Furthermore I am yet to see a _single_ animal that expresses immunity to cryptosporidiosis. I find it _very VERY_ unlikely that a animal that posses this will every be discovered. I think you may be misinterpreting patterns of parasite tolerance between the two groups. Yes, there is certainly a high proportion of 2-3 parasites which are very prevenlant in captivity, but no evidence to suggest reduced tolerance. This is not a result of line-breeding, but questionable husbandry. If anything there is a greater case to suggest that parasite tolerance has been selected _for_ in captive lines. To suggest that WC individuals are more tolerant to parasites is another misunderstanding I would say. They are likely tolerant of _different_ parasites due to different selection pressure. 

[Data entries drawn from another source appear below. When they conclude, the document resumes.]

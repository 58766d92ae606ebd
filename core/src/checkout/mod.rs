// coursecart/src/checkout/mod.rs

//! Checkout: the state machine, the contact form, the step pipeline that
//! runs a payment attempt and the orchestrator tying them to a view.

pub mod details;
pub mod orchestrator;
pub mod pipeline;
pub mod state;

pub use details::CheckoutDetails;
pub use orchestrator::CheckoutOrchestrator;
pub use pipeline::{build_checkout_pipeline, CheckoutCtxData, CheckoutDeps};
pub use state::{CheckoutEvent, CheckoutMachine, CheckoutState};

It seems strange to me, why do we have to maintain a species that resembles those in the wild? We have the ability to alter our husbandry to accommodate the necessary changes, so why does it matter?

Finally, Short lived? Compared to the wild?...




Arcadiajohn said:


> Yes you are correct, the parasite load can be a problem As well as stress, both are huge causes of motility in imported animals, but if dealt with properly this can be overcome. To put into perspective before the unfair and unwarranted ban on wild caught birds nearly 7 years ago we worked on a 0.2% D.O.A rate. This is infinitely small, less than some captive bred/farmed imports. The same can apply for reptiles. Shipping methods and holding stations are improving all the time.I documented the royal import 2 years ago. Ghana farmed royals. 4 thousand snakes and only two D.O.A! This is how is should be. Most fed on day one and with the proper time and care most if not all were not problematic. Sustainable harvest, tax revenue and a vested interest in being the best to secure next years trade is all it takes. For me the obsession with breeding high morphs,far, far removed from any wild mutation represents terrible problems. We now have thin weak animals that look and behave nothing like the original animal. The animal nature selected is the right kind. Mutated and changed to it's environment over eons to be the very best at what it does. Human interference has generated nothing more than a real live cash cow that cannot open it eyes even under extremely low light, dies after 5 years, gets sick and feeble. Wild leos bask in full desert sun! We all know this but some choose to bury heads while the pursuit of the next big thing takes over from true animal welfare. Let's inject some wild, strong blood back in before we get like corn snakes,,,,,see through animals!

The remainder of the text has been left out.